▶ **ACTION ITEM**
What you return should be every record, retyped without a single change.

▶ **EXTRACTED MATERIAL**
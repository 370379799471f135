use std::error::Error as StdError;
use std::io;

use bytes::Buf;
use headers::HeaderMapExt;
use http::{header, Request, Response, StatusCode};
use http_body::Body as HttpBody;

use crate::body::Body;
use crate::conditional::if_match_get_tokens;
use crate::errors::DavError;
use crate::DavResult;

impl crate::DavHandler {
    pub(crate) async fn handle_put<ReqBody, ReqData, ReqError>(
        &self,
        req: &Request<()>,
        body: ReqBody,
    ) -> DavResult<Response<Body>>
    where
        ReqBody: HttpBody<Data = ReqData, Error = ReqError>,
        ReqData: Buf + Send + 'static,
        ReqError: StdError + Send + Sync + 'static,
    {
        let path = self.path(req)?;
        if path.is_collection() {
            return Err(StatusCode::METHOD_NOT_ALLOWED.into());
        }
        // partial PUT is not supported.
        if req.headers().contains_key(header::CONTENT_RANGE) {
            return Err(StatusCode::NOT_IMPLEMENTED.into());
        }

        // one writer per path at a time.
        let _guard = self.guards.lock(&[&path]).await;

        let meta = self.fs.metadata(&path).await.ok();
        if meta.as_ref().map_or(false, |m| m.is_collection()) {
            debug!("PUT on collection {path}");
            return Err(StatusCode::METHOD_NOT_ALLOWED.into());
        }

        let tokens = if_match_get_tokens(
            req,
            meta.as_ref(),
            &path,
            &self.prefix,
            &*self.fs,
            &*self.ls,
        )
        .await?;
        self.check_lock(&path, false, &tokens)?;

        // data goes to a temporary file. If we bail out before the
        // commit, dropping the writer removes it again.
        let mut writer = self.fs.create(&path).await?;
        pin_utils::pin_mut!(body);
        let mut total = 0u64;
        while let Some(res) = body.data().await {
            let mut buf = res.map_err(|e| {
                debug!("PUT {path}: body: {e}");
                DavError::IoError(io::Error::new(
                    io::ErrorKind::UnexpectedEof,
                    "UnexpectedEof",
                ))
            })?;
            while buf.has_remaining() {
                let chunk = buf.copy_to_bytes(buf.remaining());
                total += chunk.len() as u64;
                writer.write_bytes(chunk).await?;
            }
        }
        let created = writer.commit().await?;
        debug!("PUT {path}: {total} bytes, created={created}");
        self.relax(&path).await;

        let mut res = Response::new(Body::empty());
        if let Ok(meta) = self.fs.metadata(&path).await {
            if let Ok(etag) = format!("\"{}\"", meta.etag).parse::<headers::ETag>() {
                res.headers_mut().typed_insert(etag);
            }
        }
        res.headers_mut().typed_insert(headers::ContentLength(0));
        *res.status_mut() = if created {
            StatusCode::CREATED
        } else {
            StatusCode::NO_CONTENT
        };
        Ok(res)
    }
}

▶ **RESPONSE**
repository 370379799471f135
use std::error::Error as StdError;
use std::io;

use bytes::Buf;
use headers::HeaderMapExt;
use http::{header, Request, Response, StatusCode};
use http_body::Body as HttpBody;

use crate::body::Body;
use crate::conditional::if_match_get_tokens;
use crate::errors::DavError;
use crate::DavResult;

impl crate::DavHandler {
    pub(crate) async fn handle_put<ReqBody, ReqData, ReqError>(
        &self,
        req: &Request<()>,
        body: ReqBody,
    ) -> DavResult<Response<Body>>
    where
        ReqBody: HttpBody<Data = ReqData, Error = ReqError>,
        ReqData: Buf + Send + 'static,
        ReqError: StdError + Send + Sync + 'static,
    {
        let path = self.path(req)?;
        if path.is_collection() {
            return Err(StatusCode::METHOD_NOT_ALLOWED.into());
        }
        // partial PUT is not supported.
        if req.headers().contains_key(header::CONTENT_RANGE) {
            return Err(StatusCode::NOT_IMPLEMENTED.into());
        }

        // one writer per path at a time.
        let _guard = self.guards.lock(&[&path]).await;

        let meta = self.fs.metadata(&path).await.ok();
        if meta.as_ref().map_or(false, |m| m.is_collection()) {
            debug!("PUT on collection {path}");
            return Err(StatusCode::METHOD_NOT_ALLOWED.into());
        }

        let tokens = if_match_get_tokens(
            req,
            meta.as_ref(),
            &path,
            &self.prefix,
            &*self.fs,
            &*self.ls,
        )
        .await?;
        self.check_lock(&path, false, &tokens)?;

        // data goes to a temporary file. If we bail out before the
        // commit, dropping the writer removes it again.
        let mut writer = self.fs.create(&path).await?;
        pin_utils::pin_mut!(body);
        let mut total = 0u64;
        while let Some(res) = body.data().await {
            let mut buf = res.map_err(|e| {
                debug!("PUT {path}: body: {e}");
                DavError::IoError(io::Error::new(
                    io::ErrorKind::UnexpectedEof,
                    "UnexpectedEof",
                ))
            })?;
            while buf.has_remaining() {
                let chunk = buf.copy_to_bytes(buf.remaining());
                total += chunk.len() as u64;
                writer.write_bytes(chunk).await?;
            }
        }
        let created = writer.commit().await?;
        debug!("PUT {path}: {total} bytes, created={created}");
        self.relax(&path).await;

        let mut res = Response::new(Body::empty());
        if let Ok(meta) = self.fs.metadata(&path).await {
            if let Ok(etag) = format!("\"{}\"", meta.etag).parse::<headers::ETag>() {
                res.headers_mut().typed_insert(etag);
            }
        }
        res.headers_mut().typed_insert(headers::ContentLength(0));
        *res.status_mut() = if created {
            StatusCode::CREATED
        } else {
            StatusCode::NO_CONTENT
        };
        Ok(res)
    }
}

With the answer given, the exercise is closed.